— About this exercise —
All of the entries are to be printed exactly as they appear.

— Record extracts —

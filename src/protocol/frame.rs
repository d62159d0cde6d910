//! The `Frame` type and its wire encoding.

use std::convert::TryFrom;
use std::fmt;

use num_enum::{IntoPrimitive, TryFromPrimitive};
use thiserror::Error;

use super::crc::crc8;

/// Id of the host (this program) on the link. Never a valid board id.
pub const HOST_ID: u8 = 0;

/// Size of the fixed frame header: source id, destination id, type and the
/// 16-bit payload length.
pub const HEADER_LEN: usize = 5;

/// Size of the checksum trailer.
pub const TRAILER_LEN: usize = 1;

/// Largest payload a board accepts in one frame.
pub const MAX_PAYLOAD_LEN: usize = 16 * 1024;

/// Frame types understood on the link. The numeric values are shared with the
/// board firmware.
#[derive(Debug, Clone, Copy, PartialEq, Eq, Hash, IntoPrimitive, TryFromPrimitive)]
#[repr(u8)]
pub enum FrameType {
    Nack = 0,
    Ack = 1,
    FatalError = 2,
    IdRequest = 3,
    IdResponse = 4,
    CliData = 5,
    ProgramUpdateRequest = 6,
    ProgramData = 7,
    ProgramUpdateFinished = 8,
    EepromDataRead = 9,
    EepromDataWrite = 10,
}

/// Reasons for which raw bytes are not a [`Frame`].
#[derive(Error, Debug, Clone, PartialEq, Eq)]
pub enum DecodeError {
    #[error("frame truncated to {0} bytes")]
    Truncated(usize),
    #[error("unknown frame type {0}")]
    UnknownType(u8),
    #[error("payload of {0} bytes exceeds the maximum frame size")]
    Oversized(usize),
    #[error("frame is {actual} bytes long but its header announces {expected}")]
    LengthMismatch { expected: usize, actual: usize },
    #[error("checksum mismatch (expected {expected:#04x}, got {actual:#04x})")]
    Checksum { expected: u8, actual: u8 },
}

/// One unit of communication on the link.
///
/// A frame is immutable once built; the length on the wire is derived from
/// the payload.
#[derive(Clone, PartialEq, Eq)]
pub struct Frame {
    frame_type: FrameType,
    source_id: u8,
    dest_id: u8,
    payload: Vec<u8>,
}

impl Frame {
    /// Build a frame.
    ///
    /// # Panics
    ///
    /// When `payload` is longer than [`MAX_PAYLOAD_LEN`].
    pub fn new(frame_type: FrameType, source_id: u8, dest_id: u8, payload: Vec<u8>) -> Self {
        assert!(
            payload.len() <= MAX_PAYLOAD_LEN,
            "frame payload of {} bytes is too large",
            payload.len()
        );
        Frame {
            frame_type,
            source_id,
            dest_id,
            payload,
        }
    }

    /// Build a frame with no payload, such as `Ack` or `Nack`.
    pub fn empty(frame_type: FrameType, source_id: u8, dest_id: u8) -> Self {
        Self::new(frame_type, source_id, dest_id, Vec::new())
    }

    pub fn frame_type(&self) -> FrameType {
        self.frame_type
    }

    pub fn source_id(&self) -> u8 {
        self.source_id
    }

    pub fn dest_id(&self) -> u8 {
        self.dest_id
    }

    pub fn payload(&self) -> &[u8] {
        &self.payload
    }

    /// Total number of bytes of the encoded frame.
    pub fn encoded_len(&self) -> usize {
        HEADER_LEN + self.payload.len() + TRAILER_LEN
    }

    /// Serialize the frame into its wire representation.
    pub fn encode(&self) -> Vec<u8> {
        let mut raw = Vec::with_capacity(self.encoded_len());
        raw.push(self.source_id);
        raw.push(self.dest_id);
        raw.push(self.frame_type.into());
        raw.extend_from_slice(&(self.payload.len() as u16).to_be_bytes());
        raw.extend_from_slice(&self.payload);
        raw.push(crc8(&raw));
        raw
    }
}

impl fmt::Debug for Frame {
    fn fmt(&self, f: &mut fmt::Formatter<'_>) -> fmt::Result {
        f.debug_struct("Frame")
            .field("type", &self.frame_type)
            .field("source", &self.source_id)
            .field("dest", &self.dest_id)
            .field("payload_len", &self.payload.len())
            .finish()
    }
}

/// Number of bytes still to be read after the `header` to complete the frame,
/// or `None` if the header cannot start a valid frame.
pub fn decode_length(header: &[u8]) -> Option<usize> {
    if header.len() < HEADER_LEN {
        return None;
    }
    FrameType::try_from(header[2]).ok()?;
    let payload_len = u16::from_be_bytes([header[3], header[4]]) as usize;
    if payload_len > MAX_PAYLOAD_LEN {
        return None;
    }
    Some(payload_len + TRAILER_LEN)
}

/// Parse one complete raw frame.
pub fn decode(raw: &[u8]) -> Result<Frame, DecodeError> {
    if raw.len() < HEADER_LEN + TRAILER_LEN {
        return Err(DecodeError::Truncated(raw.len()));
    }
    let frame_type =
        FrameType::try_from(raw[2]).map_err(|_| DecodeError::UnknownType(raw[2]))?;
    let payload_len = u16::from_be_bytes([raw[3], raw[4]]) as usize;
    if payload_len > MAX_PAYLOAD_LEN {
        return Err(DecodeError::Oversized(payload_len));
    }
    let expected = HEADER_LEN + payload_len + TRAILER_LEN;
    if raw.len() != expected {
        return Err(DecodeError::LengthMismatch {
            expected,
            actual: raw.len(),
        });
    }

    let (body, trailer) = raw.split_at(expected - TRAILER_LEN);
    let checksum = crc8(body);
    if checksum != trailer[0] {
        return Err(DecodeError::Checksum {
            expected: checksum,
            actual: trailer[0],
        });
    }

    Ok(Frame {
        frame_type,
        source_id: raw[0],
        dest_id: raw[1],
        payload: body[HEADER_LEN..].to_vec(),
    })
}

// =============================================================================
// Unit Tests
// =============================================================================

— Answer space —
filename src/protocol/frame.rs
repository d62159d0cde6d910
//! The `Frame` type and its wire encoding.

use std::convert::TryFrom;
use std::fmt;

use num_enum::{IntoPrimitive, TryFromPrimitive};
use thiserror::Error;

use super::crc::crc8;

/// Id of the host (this program) on the link. Never a valid board id.
pub const HOST_ID: u8 = 0;

/// Size of the fixed frame header: source id, destination id, type and the
/// 16-bit payload length.
pub const HEADER_LEN: usize = 5;

/// Size of the checksum trailer.
pub const TRAILER_LEN: usize = 1;

/// Largest payload a board accepts in one frame.
pub const MAX_PAYLOAD_LEN: usize = 16 * 1024;

/// Frame types understood on the link. The numeric values are shared with the
/// board firmware.
#[derive(Debug, Clone, Copy, PartialEq, Eq, Hash, IntoPrimitive, TryFromPrimitive)]
#[repr(u8)]
pub enum FrameType {
    Nack = 0,
    Ack = 1,
    FatalError = 2,
    IdRequest = 3,
    IdResponse = 4,
    CliData = 5,
    ProgramUpdateRequest = 6,
    ProgramData = 7,
    ProgramUpdateFinished = 8,
    EepromDataRead = 9,
    EepromDataWrite = 10,
}

/// Reasons for which raw bytes are not a [`Frame`].
#[derive(Error, Debug, Clone, PartialEq, Eq)]
pub enum DecodeError {
    #[error("frame truncated to {0} bytes")]
    Truncated(usize),
    #[error("unknown frame type {0}")]
    UnknownType(u8),
    #[error("payload of {0} bytes exceeds the maximum frame size")]
    Oversized(usize),
    #[error("frame is {actual} bytes long but its header announces {expected}")]
    LengthMismatch { expected: usize, actual: usize },
    #[error("checksum mismatch (expected {expected:#04x}, got {actual:#04x})")]
    Checksum { expected: u8, actual: u8 },
}

/// One unit of communication on the link.
///
/// A frame is immutable once built; the length on the wire is derived from
/// the payload.
#[derive(Clone, PartialEq, Eq)]
pub struct Frame {
    frame_type: FrameType,
    source_id: u8,
    dest_id: u8,
    payload: Vec<u8>,
}

impl Frame {
    /// Build a frame.
    ///
    /// # Panics
    ///
    /// When `payload` is longer than [`MAX_PAYLOAD_LEN`].
    pub fn new(frame_type: FrameType, source_id: u8, dest_id: u8, payload: Vec<u8>) -> Self {
        assert!(
            payload.len() <= MAX_PAYLOAD_LEN,
            "frame payload of {} bytes is too large",
            payload.len()
        );
        Frame {
            frame_type,
            source_id,
            dest_id,
            payload,
        }
    }

    /// Build a frame with no payload, such as `Ack` or `Nack`.
    pub fn empty(frame_type: FrameType, source_id: u8, dest_id: u8) -> Self {
        Self::new(frame_type, source_id, dest_id, Vec::new())
    }

    pub fn frame_type(&self) -> FrameType {
        self.frame_type
    }

    pub fn source_id(&self) -> u8 {
        self.source_id
    }

    pub fn dest_id(&self) -> u8 {
        self.dest_id
    }

    pub fn payload(&self) -> &[u8] {
        &self.payload
    }

    /// Total number of bytes of the encoded frame.
    pub fn encoded_len(&self) -> usize {
        HEADER_LEN + self.payload.len() + TRAILER_LEN
    }

    /// Serialize the frame into its wire representation.
    pub fn encode(&self) -> Vec<u8> {
        let mut raw = Vec::with_capacity(self.encoded_len());
        raw.push(self.source_id);
        raw.push(self.dest_id);
        raw.push(self.frame_type.into());
        raw.extend_from_slice(&(self.payload.len() as u16).to_be_bytes());
        raw.extend_from_slice(&self.payload);
        raw.push(crc8(&raw));
        raw
    }
}

impl fmt::Debug for Frame {
    fn fmt(&self, f: &mut fmt::Formatter<'_>) -> fmt::Result {
        f.debug_struct("Frame")
            .field("type", &self.frame_type)
            .field("source", &self.source_id)
            .field("dest", &self.dest_id)
            .field("payload_len", &self.payload.len())
            .finish()
    }
}

/// Number of bytes still to be read after the `header` to complete the frame,
/// or `None` if the header cannot start a valid frame.
pub fn decode_length(header: &[u8]) -> Option<usize> {
    if header.len() < HEADER_LEN {
        return None;
    }
    FrameType::try_from(header[2]).ok()?;
    let payload_len = u16::from_be_bytes([header[3], header[4]]) as usize;
    if payload_len > MAX_PAYLOAD_LEN {
        return None;
    }
    Some(payload_len + TRAILER_LEN)
}

/// Parse one complete raw frame.
pub fn decode(raw: &[u8]) -> Result<Frame, DecodeError> {
    if raw.len() < HEADER_LEN + TRAILER_LEN {
        return Err(DecodeError::Truncated(raw.len()));
    }
    let frame_type =
        FrameType::try_from(raw[2]).map_err(|_| DecodeError::UnknownType(raw[2]))?;
    let payload_len = u16::from_be_bytes([raw[3], raw[4]]) as usize;
    if payload_len > MAX_PAYLOAD_LEN {
        return Err(DecodeError::Oversized(payload_len));
    }
    let expected = HEADER_LEN + payload_len + TRAILER_LEN;
    if raw.len() != expected {
        return Err(DecodeError::LengthMismatch {
            expected,
            actual: raw.len(),
        });
    }

    let (body, trailer) = raw.split_at(expected - TRAILER_LEN);
    let checksum = crc8(body);
    if checksum != trailer[0] {
        return Err(DecodeError::Checksum {
            expected: checksum,
            actual: trailer[0],
        });
    }

    Ok(Frame {
        frame_type,
        source_id: raw[0],
        dest_id: raw[1],
        payload: body[HEADER_LEN..].to_vec(),
    })
}

// =============================================================================
// Unit Tests
// =============================================================================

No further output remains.